Senator Klobuchar refuses to answer whether “misinformation” bill will ban saying “there are only two sexes”

Refusing to provide clarity on the key term in her bill.

Image Credits: Screenshot.

During her appearance at the “Disinformation and Erosion of Democracy” conference, Senator Amy Klobuchar refused to answer a question about whether her Health Misinformation Act would result in the statement “there are only two sexes, male and female” being banned from Big Tech platforms.

Klobuchar’s bill was introduced in July 2021 and would reduce the scope of the civil liability immunity online platforms receive under Section 230 of the Communications Decency Act if passed.

Currently, Section 230 gives online platforms and other “interactive computer services” immunity from civil liability if they act in “good faith” to restrict access to content that they or their users deem to be “obscene” or “objectionable.” Klobuchar’s bill would remove this immunity for platforms that use algorithms to promote “health misinformation” that’s “related to an existing public health emergency, as declared by the Secretary of Health and Human Services.”

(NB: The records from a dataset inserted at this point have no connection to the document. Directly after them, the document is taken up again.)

/// Vocabulary lexicons — simulator identifier tokens to Japanese words.
///
/// Lookup is best-effort and never fails: unknown tokens pass through
/// untranslated. Entry order matters — the substring fallback scans
/// keys in declared order — so entries live in a `Vec` with an
/// `FxHashMap` index for the exact-match fast path.

use rustc_hash::FxHashMap;
use std::path::Path;
use thiserror::Error;

#[derive(Debug, Error)]
pub enum LexiconError {
    #[error("IO error: {0}")]
    Io(#[from] std::io::Error),
    #[error("RON deserialization error: {0}")]
    Ron(#[from] ron::error::SpannedError),
}

/// An ordered mapping from cleaned identifier tokens to display words.
#[derive(Debug, Clone, Default)]
pub struct Lexicon {
    entries: Vec<(String, String)>,
    exact: FxHashMap<String, usize>,
}

impl Lexicon {
    pub fn new() -> Self {
        Self::default()
    }

    pub fn from_pairs(pairs: &[(&str, &str)]) -> Self {
        let mut lexicon = Lexicon::new();
        for (key, value) in pairs {
            lexicon.insert(key, value);
        }
        lexicon
    }

    /// Insert a mapping. Re-inserting a key updates its value in place
    /// without changing its position in the scan order.
    pub fn insert(&mut self, key: &str, value: &str) {
        match self.exact.get(key) {
            Some(&idx) => self.entries[idx].1 = value.to_string(),
            None => {
                self.exact.insert(key.to_string(), self.entries.len());
                self.entries.push((key.to_string(), value.to_string()));
            }
        }
    }

    /// Load entries from a RON file holding a list of
    /// `("token", "word")` pairs, in scan order.
    pub fn load_from_ron(path: &Path) -> Result<Lexicon, LexiconError> {
        let contents = std::fs::read_to_string(path)?;
        Self::parse_ron(&contents)
    }

    /// Parse entries from a RON string.
    pub fn parse_ron(input: &str) -> Result<Lexicon, LexiconError> {
        let pairs: Vec<(String, String)> = ron::from_str(input)?;
        let mut lexicon = Lexicon::new();
        for (key, value) in &pairs {
            lexicon.insert(key, value);
        }
        Ok(lexicon)
    }

    /// Merge another lexicon into this one. Entries from `other`
    /// override same-key entries in `self`; new keys append after the
    /// existing scan order.
    pub fn merge(&mut self, other: &Lexicon) {
        for (key, value) in &other.entries {
            self.insert(key, value);
        }
    }

    pub fn len(&self) -> usize {
        self.entries.len()
    }

    pub fn is_empty(&self) -> bool {
        self.entries.is_empty()
    }

    pub fn entries(&self) -> impl Iterator<Item = (&str, &str)> {
        self.entries.iter().map(|(k, v)| (k.as_str(), v.as_str()))
    }

    /// Translate a raw token: normalize, exact-match, then scan for
    /// the first key that is a substring of the normalized token.
    /// Falls back to the original string untouched.
    pub fn translate(&self, raw: &str) -> String {
        let token = normalize_token(raw);
        if let Some(&idx) = self.exact.get(&token) {
            return self.entries[idx].1.clone();
        }
        for (key, value) in &self.entries {
            if token.contains(key.as_str()) {
                return value.clone();
            }
        }
        raw.to_string()
    }
}

/// Clean a raw identifier down to a bare lookup token: lowercase,
/// strip `.`/`,`/`;`, drop one leading article, drop a trailing
/// instance number (simulator object numbering, optionally preceded
/// by a space or underscore), then squeeze out all whitespace.
pub fn normalize_token(raw: &str) -> String {
    let lowered = raw.to_lowercase();
    let unpunctuated: String = lowered
        .trim()
        .chars()
        .filter(|c| !matches!(c, '.' | ',' | ';'))
        .collect();

    let dearticled = match unpunctuated.trim().split_once(char::is_whitespace) {
        Some((article, rest)) if matches!(article, "the" | "a" | "an" | "some") => {
            rest.trim_start()
        }
        _ => unpunctuated.trim(),
    };

    let without_digits = dearticled.trim_end_matches(|c: char| c.is_ascii_digit());
    let denumbered = if without_digits.len() != dearticled.len() {
        without_digits
            .strip_suffix(' ')
            .or_else(|| without_digits.strip_suffix('_'))
            .unwrap_or(without_digits)
    } else {
        dearticled
    };

    denumbered.chars().filter(|c| !c.is_whitespace()).collect()
}

/// Furniture and fixture names.
pub fn locations() -> Lexicon {
    Lexicon::from_pairs(LOCATION_PAIRS)
}

/// Portable item names.
pub fn objects() -> Lexicon {
    Lexicon::from_pairs(OBJECT_PAIRS)
}

/// The two lexicons every narration pass needs.
#[derive(Debug, Clone)]
pub struct Lexicons {
    pub locations: Lexicon,
    pub objects: Lexicon,
}

impl Default for Lexicons {
    fn default() -> Self {
        Lexicons {
            locations: locations(),
            objects: objects(),
        }
    }
}

const LOCATION_PAIRS: &[(&str, &str)] = &[
    ("countertop", "カウンター"),
    ("cabinet", "キャビネット"),
    ("fridge", "冷蔵庫"),
    ("microwave", "電子レンジ"),
    ("sink", "シンク"),
    ("stoveburner", "コンロ"),
    ("toaster", "トースター"),
    ("table", "テーブル"),
    ("drawer", "引き出し"),
    ("shelf", "棚"),
    ("sofa", "ソファ"),
    ("bed", "ベッド"),
    ("desk", "デスク"),
    ("dresser", "タンス"),
    ("toilet", "トイレ"),
    ("bathtub", "浴槽"),
    ("garbagecan", "ゴミ箱"),
    ("sidetable", "サイドテーブル"),
    ("armchair", "アームチェア"),
    ("coffeetable", "コーヒーテーブル"),
    ("safe", "金庫"),
    ("coffeemachine", "コーヒーメーカー"),
    ("sinkbasin", "シンク"),
    ("bathtubbasin", "浴槽"),
];

const OBJECT_PAIRS: &[(&str, &str)] = &[
    ("the", "それ"),
    ("apple", "リンゴ"),
    ("bread", "パン"),
    ("cup", "カップ"),
    ("plate", "お皿"),
    ("knife", "ナイフ"),
    ("fork", "フォーク"),
    ("spoon", "スプーン"),
    ("bowl", "ボウル"),
    ("mug", "マグカップ"),
    ("egg", "卵"),
    ("potato", "ジャガイモ"),
    ("tomato", "トマト"),
    ("lettuce", "レタス"),
    ("laptop", "ノートパソコン"),
    ("cellphone", "携帯電話"),
    ("remotecontrol", "リモコン"),
    ("book", "本"),
    ("newspaper", "新聞"),
    ("soapbar", "石鹸"),
    ("toothbrush", "歯ブラシ"),
    ("toothpaste", "歯磨き粉"),
    ("towel", "タオル"),
    ("candle", "キャンドル"),
    ("pan", "フライパン"),
    ("pot", "鍋"),
    ("glassbottle", "瓶"),
    ("winebottle", "ワインボトル"),
    ("wateringcan", "ジョウロ"),
    ("statue", "像"),
    ("vase", "花瓶"),
    ("houseplant", "観葉植物"),
    ("peppershaker", "コショウ入れ"),
    ("saltshaker", "塩入れ"),
    ("keychain", "キーホルダー"),
    ("watch", "時計"),
    ("creditcard", "クレジットカード"),
    ("pencil", "鉛筆"),
    ("pen", "ペン"),
    ("soap", "石鹸"),
    ("desklamp", "卓上ランプ"),
    ("lightswitch", "スイッチ"),
];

At the Disinformation and Erosion of Democracy conference, Evita Duffy, co-founder and managing editor of The Chicago Thinker, pressed Klobuchar on how health misinformation would be defined under this bill.

“If I were to say that there are only two sexes, male and female, would that be considered misinformation that you think should be banned speech on social media platforms?” Duffy said.

Klobuchar responded by refusing to address the question.

“I’m not going to get into what misinformation,” Klobuchar said.

Klobuchar continued by insisting that the bill applies specifically to “vaccine misinformation” in a “public health crisis.”

While Klobuchar claimed that the bill is limited to so-called vaccine misinformation, the Health Misinformation Act’s proposal to amend Section 230 doesn’t actually mention vaccine misinformation. Instead, it proposes that providers of online platforms should be “treated as the publisher or speaker of health misinformation…if the provider promotes that health misinformation through an algorithm.”

Additionally, health misinformation isn’t defined in the bill; the power to define this pivotal term is handed over to the Secretary of Health and Human Services who will consult with “the heads of other relevant federal agencies and outside experts” when coming up with the definition.

The bill didn’t have the support of a single Republican when it was announced. Center-left tech policy activism group Chamber of Progress also warned that Democrats would “regret” the bill and that it would “turn future Republican Presidents into the speech police.”